Activity: Lines of the data that contain the word "excess" are the ones to copy.

Materials provided Block Start

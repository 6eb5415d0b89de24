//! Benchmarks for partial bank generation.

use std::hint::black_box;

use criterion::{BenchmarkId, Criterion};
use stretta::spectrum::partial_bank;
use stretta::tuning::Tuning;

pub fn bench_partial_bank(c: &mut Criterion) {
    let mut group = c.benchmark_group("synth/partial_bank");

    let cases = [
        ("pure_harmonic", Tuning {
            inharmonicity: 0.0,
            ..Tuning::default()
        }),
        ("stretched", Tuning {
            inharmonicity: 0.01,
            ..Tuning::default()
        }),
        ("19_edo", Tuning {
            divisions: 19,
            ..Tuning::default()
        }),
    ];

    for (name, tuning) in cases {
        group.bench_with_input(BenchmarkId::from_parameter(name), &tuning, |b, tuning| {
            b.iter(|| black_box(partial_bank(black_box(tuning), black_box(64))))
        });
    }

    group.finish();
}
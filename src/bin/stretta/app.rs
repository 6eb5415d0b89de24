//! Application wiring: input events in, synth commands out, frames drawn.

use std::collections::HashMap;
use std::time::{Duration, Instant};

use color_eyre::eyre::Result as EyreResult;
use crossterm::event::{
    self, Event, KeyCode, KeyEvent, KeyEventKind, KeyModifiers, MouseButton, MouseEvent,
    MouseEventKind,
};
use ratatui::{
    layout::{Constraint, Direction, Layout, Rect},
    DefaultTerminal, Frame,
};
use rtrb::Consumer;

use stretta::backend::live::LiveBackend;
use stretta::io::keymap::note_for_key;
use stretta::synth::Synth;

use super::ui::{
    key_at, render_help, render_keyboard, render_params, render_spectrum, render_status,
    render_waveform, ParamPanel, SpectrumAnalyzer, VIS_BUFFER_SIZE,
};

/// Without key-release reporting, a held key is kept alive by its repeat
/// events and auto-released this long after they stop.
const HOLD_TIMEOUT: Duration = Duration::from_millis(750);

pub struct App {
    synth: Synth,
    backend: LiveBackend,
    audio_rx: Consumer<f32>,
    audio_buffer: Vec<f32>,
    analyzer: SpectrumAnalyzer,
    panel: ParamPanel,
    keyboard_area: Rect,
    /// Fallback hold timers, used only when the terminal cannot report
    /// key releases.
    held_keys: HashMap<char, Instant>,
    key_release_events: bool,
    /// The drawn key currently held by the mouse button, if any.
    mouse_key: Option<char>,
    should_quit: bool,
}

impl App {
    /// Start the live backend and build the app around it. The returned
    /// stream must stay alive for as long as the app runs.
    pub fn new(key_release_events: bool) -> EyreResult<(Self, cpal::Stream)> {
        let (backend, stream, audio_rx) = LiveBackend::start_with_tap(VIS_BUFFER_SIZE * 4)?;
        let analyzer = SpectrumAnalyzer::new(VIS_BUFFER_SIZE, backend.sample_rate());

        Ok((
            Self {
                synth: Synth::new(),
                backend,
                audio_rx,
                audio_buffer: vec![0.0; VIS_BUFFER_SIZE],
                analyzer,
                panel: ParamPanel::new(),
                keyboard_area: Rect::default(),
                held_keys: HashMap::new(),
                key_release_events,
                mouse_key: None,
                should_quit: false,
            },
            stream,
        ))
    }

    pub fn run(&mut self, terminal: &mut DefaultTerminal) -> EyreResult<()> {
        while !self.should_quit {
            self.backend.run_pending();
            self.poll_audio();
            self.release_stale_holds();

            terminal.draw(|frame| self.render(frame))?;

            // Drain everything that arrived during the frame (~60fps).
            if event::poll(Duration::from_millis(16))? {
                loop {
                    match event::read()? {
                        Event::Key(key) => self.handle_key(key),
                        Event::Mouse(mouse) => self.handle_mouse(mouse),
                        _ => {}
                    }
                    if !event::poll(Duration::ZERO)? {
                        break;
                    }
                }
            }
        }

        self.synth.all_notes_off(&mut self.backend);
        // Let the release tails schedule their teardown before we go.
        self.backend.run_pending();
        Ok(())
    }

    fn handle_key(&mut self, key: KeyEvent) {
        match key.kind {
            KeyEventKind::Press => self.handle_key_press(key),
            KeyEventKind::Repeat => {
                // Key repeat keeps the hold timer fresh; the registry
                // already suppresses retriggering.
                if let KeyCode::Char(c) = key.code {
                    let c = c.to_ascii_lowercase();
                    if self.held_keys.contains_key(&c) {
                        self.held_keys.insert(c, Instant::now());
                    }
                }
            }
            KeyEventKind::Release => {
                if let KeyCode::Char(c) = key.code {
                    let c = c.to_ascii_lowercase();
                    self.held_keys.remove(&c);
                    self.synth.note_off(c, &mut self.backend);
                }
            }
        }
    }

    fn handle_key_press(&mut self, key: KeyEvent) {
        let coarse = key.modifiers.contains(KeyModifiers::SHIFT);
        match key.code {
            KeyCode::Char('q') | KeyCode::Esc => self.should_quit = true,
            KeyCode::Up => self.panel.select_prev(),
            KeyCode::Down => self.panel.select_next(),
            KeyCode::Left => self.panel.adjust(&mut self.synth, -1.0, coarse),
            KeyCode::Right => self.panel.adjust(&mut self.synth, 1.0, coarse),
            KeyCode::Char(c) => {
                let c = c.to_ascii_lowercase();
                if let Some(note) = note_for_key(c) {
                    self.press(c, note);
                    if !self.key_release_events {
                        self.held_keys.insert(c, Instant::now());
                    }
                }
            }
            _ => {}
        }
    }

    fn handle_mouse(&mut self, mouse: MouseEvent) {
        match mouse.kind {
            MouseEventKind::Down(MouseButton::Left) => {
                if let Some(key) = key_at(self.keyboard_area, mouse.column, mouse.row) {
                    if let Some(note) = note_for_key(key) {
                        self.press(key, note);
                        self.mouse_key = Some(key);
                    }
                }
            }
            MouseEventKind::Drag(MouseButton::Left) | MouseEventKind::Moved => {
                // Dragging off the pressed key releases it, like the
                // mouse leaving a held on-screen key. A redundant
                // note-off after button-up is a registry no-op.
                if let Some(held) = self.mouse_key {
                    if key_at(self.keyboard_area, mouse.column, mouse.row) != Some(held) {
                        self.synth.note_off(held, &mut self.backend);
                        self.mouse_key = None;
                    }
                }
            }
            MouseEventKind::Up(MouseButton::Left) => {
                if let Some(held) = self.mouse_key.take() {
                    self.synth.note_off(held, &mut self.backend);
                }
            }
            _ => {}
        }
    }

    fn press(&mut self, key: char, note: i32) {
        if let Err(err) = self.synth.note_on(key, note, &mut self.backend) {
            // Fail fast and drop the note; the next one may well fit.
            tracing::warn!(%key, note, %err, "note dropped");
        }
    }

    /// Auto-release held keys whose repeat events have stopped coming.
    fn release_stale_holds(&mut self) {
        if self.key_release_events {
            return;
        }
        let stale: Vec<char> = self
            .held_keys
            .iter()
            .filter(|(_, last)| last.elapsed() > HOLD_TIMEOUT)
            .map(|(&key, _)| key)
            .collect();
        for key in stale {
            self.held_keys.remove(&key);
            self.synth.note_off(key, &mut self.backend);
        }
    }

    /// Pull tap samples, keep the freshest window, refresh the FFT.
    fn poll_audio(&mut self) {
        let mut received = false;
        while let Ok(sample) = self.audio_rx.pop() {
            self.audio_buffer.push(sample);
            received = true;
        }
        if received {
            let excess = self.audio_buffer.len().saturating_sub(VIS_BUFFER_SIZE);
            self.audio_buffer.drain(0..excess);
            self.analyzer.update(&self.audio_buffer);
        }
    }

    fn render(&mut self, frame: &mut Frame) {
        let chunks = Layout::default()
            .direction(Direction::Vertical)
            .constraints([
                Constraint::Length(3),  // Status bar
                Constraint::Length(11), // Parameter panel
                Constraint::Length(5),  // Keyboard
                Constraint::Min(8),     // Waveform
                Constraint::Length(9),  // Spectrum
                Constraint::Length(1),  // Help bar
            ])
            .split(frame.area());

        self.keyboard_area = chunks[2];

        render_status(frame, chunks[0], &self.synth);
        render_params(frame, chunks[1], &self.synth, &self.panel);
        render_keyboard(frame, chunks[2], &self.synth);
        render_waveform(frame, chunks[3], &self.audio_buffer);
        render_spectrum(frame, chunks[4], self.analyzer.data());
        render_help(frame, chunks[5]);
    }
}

Materials provided Block End

Answer box:
            let excess = self.audio_buffer.len().saturating_sub(VIS_BUFFER_SIZE);
            self.audio_buffer.drain(0..excess);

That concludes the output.